■ Action item
Below are some records; each one is to be set down again exactly.
[Data provided Boundary: Start]
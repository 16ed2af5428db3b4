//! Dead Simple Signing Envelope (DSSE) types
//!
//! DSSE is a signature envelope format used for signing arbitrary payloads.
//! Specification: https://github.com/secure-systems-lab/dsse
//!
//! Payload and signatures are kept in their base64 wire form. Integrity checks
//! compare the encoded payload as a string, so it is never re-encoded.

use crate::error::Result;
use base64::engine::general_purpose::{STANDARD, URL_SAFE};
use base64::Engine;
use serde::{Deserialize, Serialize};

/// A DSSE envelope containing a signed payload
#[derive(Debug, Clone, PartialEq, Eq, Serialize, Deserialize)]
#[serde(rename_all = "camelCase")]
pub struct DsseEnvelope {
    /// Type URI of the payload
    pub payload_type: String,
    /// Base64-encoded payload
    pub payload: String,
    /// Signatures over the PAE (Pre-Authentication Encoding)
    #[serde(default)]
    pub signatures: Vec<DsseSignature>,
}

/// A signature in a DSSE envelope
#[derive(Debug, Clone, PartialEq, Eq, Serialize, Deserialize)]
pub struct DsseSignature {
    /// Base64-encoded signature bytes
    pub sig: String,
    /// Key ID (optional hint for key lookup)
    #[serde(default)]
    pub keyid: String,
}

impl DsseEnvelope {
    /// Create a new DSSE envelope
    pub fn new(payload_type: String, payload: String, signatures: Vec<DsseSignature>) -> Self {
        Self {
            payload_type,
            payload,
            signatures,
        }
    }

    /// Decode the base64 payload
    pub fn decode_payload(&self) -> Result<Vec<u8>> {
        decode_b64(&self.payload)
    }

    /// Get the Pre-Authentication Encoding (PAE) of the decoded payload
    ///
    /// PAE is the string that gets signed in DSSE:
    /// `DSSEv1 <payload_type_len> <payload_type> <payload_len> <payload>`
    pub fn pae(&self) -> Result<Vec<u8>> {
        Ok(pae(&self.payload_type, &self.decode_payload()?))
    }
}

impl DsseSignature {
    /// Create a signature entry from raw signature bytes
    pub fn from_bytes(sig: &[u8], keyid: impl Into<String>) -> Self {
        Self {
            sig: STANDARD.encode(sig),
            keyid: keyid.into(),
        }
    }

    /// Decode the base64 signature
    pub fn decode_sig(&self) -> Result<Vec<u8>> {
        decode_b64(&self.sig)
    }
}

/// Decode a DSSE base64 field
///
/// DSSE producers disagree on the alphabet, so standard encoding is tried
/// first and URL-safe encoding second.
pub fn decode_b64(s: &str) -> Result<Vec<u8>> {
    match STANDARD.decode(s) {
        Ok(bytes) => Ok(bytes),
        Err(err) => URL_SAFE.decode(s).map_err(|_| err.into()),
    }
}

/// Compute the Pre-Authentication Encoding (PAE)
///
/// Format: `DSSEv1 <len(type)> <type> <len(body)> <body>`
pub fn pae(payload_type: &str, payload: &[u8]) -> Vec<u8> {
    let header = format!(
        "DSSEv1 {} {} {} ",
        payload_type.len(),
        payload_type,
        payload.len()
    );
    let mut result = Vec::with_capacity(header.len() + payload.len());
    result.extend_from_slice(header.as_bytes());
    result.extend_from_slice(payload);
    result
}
[Data provided Boundary: End]
■ Response to this task
repository 16ed2af5428db3b4
//! Dead Simple Signing Envelope (DSSE) types
//!
//! DSSE is a signature envelope format used for signing arbitrary payloads.
//! Specification: https://github.com/secure-systems-lab/dsse
//!
//! Payload and signatures are kept in their base64 wire form. Integrity checks
//! compare the encoded payload as a string, so it is never re-encoded.

use crate::error::Result;
use base64::engine::general_purpose::{STANDARD, URL_SAFE};
use base64::Engine;
use serde::{Deserialize, Serialize};

/// A DSSE envelope containing a signed payload
#[derive(Debug, Clone, PartialEq, Eq, Serialize, Deserialize)]
#[serde(rename_all = "camelCase")]
pub struct DsseEnvelope {
    /// Type URI of the payload
    pub payload_type: String,
    /// Base64-encoded payload
    pub payload: String,
    /// Signatures over the PAE (Pre-Authentication Encoding)
    #[serde(default)]
    pub signatures: Vec<DsseSignature>,
}

/// A signature in a DSSE envelope
#[derive(Debug, Clone, PartialEq, Eq, Serialize, Deserialize)]
pub struct DsseSignature {
    /// Base64-encoded signature bytes
    pub sig: String,
    /// Key ID (optional hint for key lookup)
    #[serde(default)]
    pub keyid: String,
}

impl DsseEnvelope {
    /// Create a new DSSE envelope
    pub fn new(payload_type: String, payload: String, signatures: Vec<DsseSignature>) -> Self {
        Self {
            payload_type,
            payload,
            signatures,
        }
    }

    /// Decode the base64 payload
    pub fn decode_payload(&self) -> Result<Vec<u8>> {
        decode_b64(&self.payload)
    }

    /// Get the Pre-Authentication Encoding (PAE) of the decoded payload
    ///
    /// PAE is the string that gets signed in DSSE:
    /// `DSSEv1 <payload_type_len> <payload_type> <payload_len> <payload>`
    pub fn pae(&self) -> Result<Vec<u8>> {
        Ok(pae(&self.payload_type, &self.decode_payload()?))
    }
}

impl DsseSignature {
    /// Create a signature entry from raw signature bytes
    pub fn from_bytes(sig: &[u8], keyid: impl Into<String>) -> Self {
        Self {
            sig: STANDARD.encode(sig),
            keyid: keyid.into(),
        }
    }

    /// Decode the base64 signature
    pub fn decode_sig(&self) -> Result<Vec<u8>> {
        decode_b64(&self.sig)
    }
}

/// Decode a DSSE base64 field
///
/// DSSE producers disagree on the alphabet, so standard encoding is tried
/// first and URL-safe encoding second.
pub fn decode_b64(s: &str) -> Result<Vec<u8>> {
    match STANDARD.decode(s) {
        Ok(bytes) => Ok(bytes),
        Err(err) => URL_SAFE.decode(s).map_err(|_| err.into()),
    }
}

/// Compute the Pre-Authentication Encoding (PAE)
///
/// Format: `DSSEv1 <len(type)> <type> <len(body)> <body>`
pub fn pae(payload_type: &str, payload: &[u8]) -> Vec<u8> {
    let header = format!(
        "DSSEv1 {} {} {} ",
        payload_type.len(),
        payload_type,
        payload.len()
    );
    let mut result = Vec::with_capacity(header.len() + payload.len());
    result.extend_from_slice(header.as_bytes());
    result.extend_from_slice(payload);
    result
}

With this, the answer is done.